『何曜日に生まれたの』すいと雨宮がまさかの再会 野島伸司は若い世代に何を伝える?
そんな雨宮はマネージャーであるすいに学校で禁止されているバイク通学がバレ、実はサッカーよりもバイクが好きなことを明かした。すいも人身事故を目の当たりにしたショックで電車に乗れなくなったことを告白し、互いの秘密を共有することで距離を縮めた2人。野島は明らかに、少女漫画の王道的展開を意図的に盛り込んでいる。また、雨宮のキャラクターがドラマに出てきたら違和感になりそうなところを、うまくチューニングを合わせて物語に落とし込んでいるのがYUだ。圧倒的なオーラで観るものを魅了するとともに、すいに再会できた喜びと、自分のせいで辛い思いをさせてしまった彼女への申し訳なさをたっぷりと表現する繊細な台詞回しに心打たれた。

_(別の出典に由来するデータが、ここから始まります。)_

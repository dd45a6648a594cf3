//! Live end-to-end tests for pdf-digest.
//!
//! These tests read real PDF files from `./test_cases/` and make live LLM
//! API calls. They are gated behind the `E2E_ENABLED` environment variable so
//! they do not run in CI unless explicitly requested.
//!
//! Run with:
//!   E2E_ENABLED=1 DYLD_LIBRARY_PATH=. cargo test --test e2e -- --nocapture

use pdf_digest::graph::StageStatus;
use pdf_digest::pipeline::report::{GLOSSARY_HEADER, QUESTIONS_HEADER, SUMMARIES_HEADER};
use pdf_digest::{digest, inspect, DigestConfig};
use std::path::PathBuf;

fn test_cases_dir() -> PathBuf {
    PathBuf::from(env!("CARGO_MANIFEST_DIR")).join("test_cases")
}

/// Skip this test if E2E_ENABLED is not set *or* no PDF file at `path`.
macro_rules! e2e_skip_unless_ready {
    ($path:expr) => {{
        if std::env::var("E2E_ENABLED").is_err() {
            println!("SKIP: set E2E_ENABLED=1 to run e2e tests");
            return;
        }
        let p: PathBuf = $path;
        if !p.exists() {
            println!("SKIP: test file not found: {}", p.display());
            return;
        }
        p
    }};
}

#[tokio::test]
async fn test_inspect_reads_metadata() {
    let pdf = e2e_skip_unless_ready!(test_cases_dir().join("attention.pdf"));
    let meta = inspect(pdf.to_string_lossy(), &DigestConfig::default())
        .await
        .unwrap();
    println!("{meta:#?}");
    assert!(meta.page_count > 0);
}

#[tokio::test]
async fn test_digest_attention_paper_markdown() {
    let pdf = e2e_skip_unless_ready!(test_cases_dir().join("attention.pdf"));
    let out_dir = tempfile::tempdir().unwrap();
    let out = out_dir.path().join("attention.md");

    let config = DigestConfig::builder()
        .output_path(&out)
        .concurrency(4)
        .build()
        .unwrap();
    let output = digest(pdf.to_string_lossy(), &config).await.unwrap();

    for record in &output.report.stages {
        println!("{:<10} {:>6}ms {:?}", record.stage, record.duration_ms, record.status);
        assert!(
            !matches!(record.status, StageStatus::Degraded { .. }),
            "stage {} degraded",
            record.stage
        );
    }
    let md = std::fs::read_to_string(&out).unwrap();
    assert!(md.contains(SUMMARIES_HEADER));
    assert!(md.contains(GLOSSARY_HEADER));
    assert!(md.contains(QUESTIONS_HEADER));
    assert!(!output.state.summaries.unwrap_or_default().is_empty());
    if let Some(usage) = output.usage {
        println!("tokens: {}", usage.total_tokens());
        assert!(usage.calls > 0);
    }
}

#[tokio::test]
async fn test_digest_from_url_pdf_report() {
    if std::env::var("E2E_ENABLED").is_err() {
        println!("SKIP: set E2E_ENABLED=1 to run e2e tests");
        return;
    }
    let out_dir = tempfile::tempdir().unwrap();
    let out = out_dir.path().join("report.pdf");
    let config = DigestConfig::builder()
        .output_path(&out)
        .split_chunk_chars(12_000)
        .build()
        .unwrap();

    let output = digest("https://arxiv.org/pdf/1706.03762", &config)
        .await
        .unwrap();
    let written = output.report_path.expect("report path");
    let bytes = std::fs::read(&written).unwrap();
    // PDF, or the Markdown fallback when pdfium cannot render.
    assert!(bytes.starts_with(b"%PDF") || written.extension().is_some_and(|e| e == "md"));
}
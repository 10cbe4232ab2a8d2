// player-media/src/presenter.rs
//
// The minimal video presenter interface the player core consumes (spec §6):
// create/update/destroy a texture, present, and report window-close/keyboard
// events back. player-ui implements this trait with an egui texture handle;
// player-media never depends on egui directly — it only sees this trait.

use crate::pixel_map::PresenterTextureFormat;

/// Keyboard/window events the presenter forwards (spec §6 event vocabulary).
#[derive(Clone, Copy, Debug, PartialEq, Eq)]
pub enum PresenterEvent {
    QuitOrEsc,
    TogglePause,
    SeekBack,
    SeekForward,
    PlayPrev,
    PlayNext,
    VolumeUp,
    VolumeDown,
    ToggleMute,
}

/// A single-plane or YUV pixel buffer ready to hand to the presenter.
pub struct PresentedFrame<'a> {
    pub format: PresenterTextureFormat,
    pub width:  u32,
    pub height: u32,
    /// One slice per plane; YUV formats (YV12/YUY2/IYUV) carry 3, everything
    /// else 1. Planes are as returned by the codec library — rows may be
    /// padded to a stride wider than the logical plane width.
    pub planes: &'a [&'a [u8]],
    /// Byte stride (row pitch) of each entry in `planes`, same length.
    pub strides: &'a [usize],
}

/// Implemented by the UI layer's texture-backed video canvas.
pub trait VideoPresenter {
    /// Creates or resizes the backing texture if the descriptor changed.
    fn ensure_texture(&mut self, width: u32, height: u32, format: PresenterTextureFormat);

    /// Uploads and displays one frame. Called from the presenter thread.
    fn present(&mut self, frame: PresentedFrame<'_>);

    /// Non-blocking poll for queued input/window events since the last call.
    fn poll_events(&mut self) -> Vec<PresenterEvent>;

    fn destroy_texture(&mut self);
}
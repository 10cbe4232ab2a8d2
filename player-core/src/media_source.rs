// player-core/src/media_source.rs
//
// A single playable source: local file, network stream, or capture device.

use serde::{Deserialize, Serialize};

use crate::config::GrabberOptions;

#[derive(Clone, Debug, PartialEq, Serialize, Deserialize)]
pub struct MediaSource {
    pub url: String,
    /// Selects a device grabber (e.g. "x11grab", "avfoundation") when
    /// non-empty; otherwise the container is probed from `url`.
    pub input_format_hint: Option<String>,
    /// Grabber knobs, only consulted when `input_format_hint` is set.
    pub device_options: Option<GrabberOptions>,
}

impl MediaSource {
    pub fn file(url: impl Into<String>) -> Self {
        Self { url: url.into(), input_format_hint: None, device_options: None }
    }

    pub fn device(
        url: impl Into<String>,
        format_hint: impl Into<String>,
        options: GrabberOptions,
    ) -> Self {
        Self {
            url: url.into(),
            input_format_hint: Some(format_hint.into()),
            device_options: Some(options),
        }
    }

    pub fn is_device(&self) -> bool {
        self.input_format_hint.as_deref().is_some_and(|s| !s.is_empty())
    }
}
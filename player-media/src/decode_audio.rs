// player-media/src/decode_audio.rs
//
// C6: audio decode stage. Mirrors decode_video.rs's loop shape (spec §4.6)
// over the audio codec context and audio frame queue.

use std::sync::Arc;

use ffmpeg_the_third as ffmpeg;

use crate::packet_frame::{AudioFrame, Packet};
use crate::queue::Queue;
use crate::shared::SessionControl;

pub struct AudioDecodeStage {
    pub decoder: ffmpeg::decoder::Audio,
    pub pkt_q:   Arc<Queue<Packet>>,
    pub frame_q: Arc<Queue<AudioFrame>>,
    pub control: Arc<SessionControl>,
}

impl AudioDecodeStage {
    pub fn run(mut self) {
        loop {
            if self.control.is_aborted() {
                return;
            }
            let Some(pkt) = self.pkt_q.pop() else {
                self.control.wake_readers();
                std::thread::sleep(std::time::Duration::from_micros(200));
                continue;
            };

            if let Err(e) = self.decoder.send_packet(&pkt.packet) {
                eprintln!("[decode:audio] send_packet: {e}");
                return;
            }

            if !self.drain_frames() {
                return;
            }
        }
    }

    fn drain_frames(&mut self) -> bool {
        let mut frame = ffmpeg::frame::Audio::empty();
        loop {
            match self.decoder.receive_frame(&mut frame) {
                Ok(()) => {
                    let pts = frame.pts().unwrap_or(0);
                    let duration = frame.samples() as i64;
                    self.frame_q.push(AudioFrame::new(frame, pts, duration));
                    frame = ffmpeg::frame::Audio::empty();
                }
                Err(ffmpeg::Error::Other { errno }) if errno == ffmpeg::util::error::EAGAIN => {
                    return true;
                }
                Err(ffmpeg::Error::Eof) => {
                    return true;
                }
                Err(e) => {
                    eprintln!("[decode:audio] receive_frame: {e}");
                    return false;
                }
            }
        }
    }
}
// player-core/src/helpers/geometry.rs
//
// setWidthAndHeight() from spec §4.9: derives the display size for the
// video presenter window/texture from the source dimensions and the
// VideoConfig's fit rules.

use crate::config::VideoConfig;

/// `window_fit` mode 1: scale by the max dimensions first (fit by width),
/// then re-scale by the source ratio if that overflows the other axis.
/// Always preserves `src_w / src_h`.
fn fit_inside(src_w: i32, src_h: i32, max_w: i32, max_h: i32) -> (i32, i32) {
    if src_w <= 0 || src_h <= 0 {
        return (max_w.max(2), max_h.max(2));
    }
    let mut w = max_w;
    let mut h = (w as f64 * src_h as f64 / src_w as f64).round() as i32;
    if h > max_h {
        h = max_h;
        w = (h as f64 * src_w as f64 / src_h as f64).round() as i32;
    }
    (w.max(2), h.max(2))
}

/// Derive the on-screen size for a decoded frame of `(src_w, src_h)` under
/// `cfg`. Priority, per spec §4.9:
///   1. `keep_raw_ratio` — fit source inside `(max_width, max_height)`.
///   2. `auto_fit` — honor `sample_aspect_ratio` (width derived from
///      height x SAR) when both numerator and denominator are non-zero,
///      then clamp to the max dimensions.
///   3. Otherwise use the configured `(width, height)` (or source dims when
///      either is `-1`), clamped to the max dimensions.
///
/// ```
/// use player_core::config::VideoConfig;
/// use player_core::helpers::geometry::compute_display_size;
/// let mut cfg = VideoConfig::default();
/// cfg.max_width = 640;
/// cfg.max_height = 480;
/// cfg.keep_raw_ratio = true;
/// let (w, h) = compute_display_size(1920, 1080, &cfg);
/// assert_eq!((w, h), (640, 360));
/// ```
pub fn compute_display_size(src_w: i32, src_h: i32, cfg: &VideoConfig) -> (u32, u32) {
    let (w, h) = if cfg.keep_raw_ratio {
        fit_inside(src_w, src_h, cfg.max_width, cfg.max_height)
    } else if cfg.auto_fit {
        let (mut w, h) = if cfg.width > 0 && cfg.height > 0 {
            (cfg.width, cfg.height)
        } else {
            (src_w, src_h)
        };
        if cfg.sample_aspect_ratio.is_valid() {
            w = (h as f64 * cfg.sample_aspect_ratio.as_f64()).round() as i32;
        }
        if w > cfg.max_width || h > cfg.max_height {
            fit_inside(w, h, cfg.max_width, cfg.max_height)
        } else {
            (w.max(2), h.max(2))
        }
    } else {
        let (w, h) = if cfg.width > 0 && cfg.height > 0 {
            (cfg.width, cfg.height)
        } else {
            (src_w, src_h)
        };
        if w > cfg.max_width || h > cfg.max_height {
            fit_inside(w, h, cfg.max_width, cfg.max_height)
        } else {
            (w.max(2), h.max(2))
        }
    };
    (w as u32, h as u32)
}

#[cfg(test)]
mod tests {
    use super::*;
    use crate::config::Rational;

    #[test]
    fn keep_raw_ratio_fits_by_width_first() {
        let mut cfg = VideoConfig::default();
        cfg.max_width = 1280;
        cfg.max_height = 1280; // tall cap, width is the binding constraint
        cfg.keep_raw_ratio = true;
        let (w, h) = compute_display_size(1920, 1080, &cfg);
        assert_eq!(w, 1280);
        assert_eq!(h, 720);
    }

    #[test]
    fn keep_raw_ratio_falls_back_to_height_when_width_overflows() {
        let mut cfg = VideoConfig::default();
        cfg.max_width = 2000;
        cfg.max_height = 480;
        cfg.keep_raw_ratio = true;
        let (w, h) = compute_display_size(1920, 1080, &cfg);
        assert_eq!(h, 480);
        assert!(w <= 2000);
    }

    #[test]
    fn auto_fit_derives_width_from_sar() {
        let mut cfg = VideoConfig::default();
        cfg.keep_raw_ratio = false;
        cfg.auto_fit = true;
        cfg.width = -1;
        cfg.height = -1;
        cfg.max_width = 4000;
        cfg.max_height = 4000;
        cfg.sample_aspect_ratio = Rational::new(2, 1); // anamorphic 2:1 pixels
        let (w, h) = compute_display_size(960, 1080, &cfg);
        assert_eq!(h, 1080);
        assert_eq!(w, 2160); // 1080 * 2
    }

    #[test]
    fn neither_flag_uses_explicit_dims_clamped() {
        let mut cfg = VideoConfig::default();
        cfg.keep_raw_ratio = false;
        cfg.auto_fit = false;
        cfg.width = 3840;
        cfg.height = 2160;
        cfg.max_width = 1920;
        cfg.max_height = 1080;
        let (w, h) = compute_display_size(1920, 1080, &cfg);
        assert!(w <= 1920 && h <= 1080);
    }
}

ここで疑問に感じるのは、すいはなぜ雨宮ではなく江田が好きだったのかということ。雨宮を好きになる理由は十分すぎるほどあるのに、彼女の気持ちはまだ「お前が死ねばまだよかった」と自分にひどい言葉を浴びせてきた江田にあるように思える。今回、江田はそのことをすいに謝罪したものの、ビンタ一つで許せるものなのだろうか。さらに、江田はすでにすいの親友・瑞貴(若月佑美)と結婚している様子。当たり前ではあるが、すいが引きこもっていた10年の間にも同級生たちの時は流れている。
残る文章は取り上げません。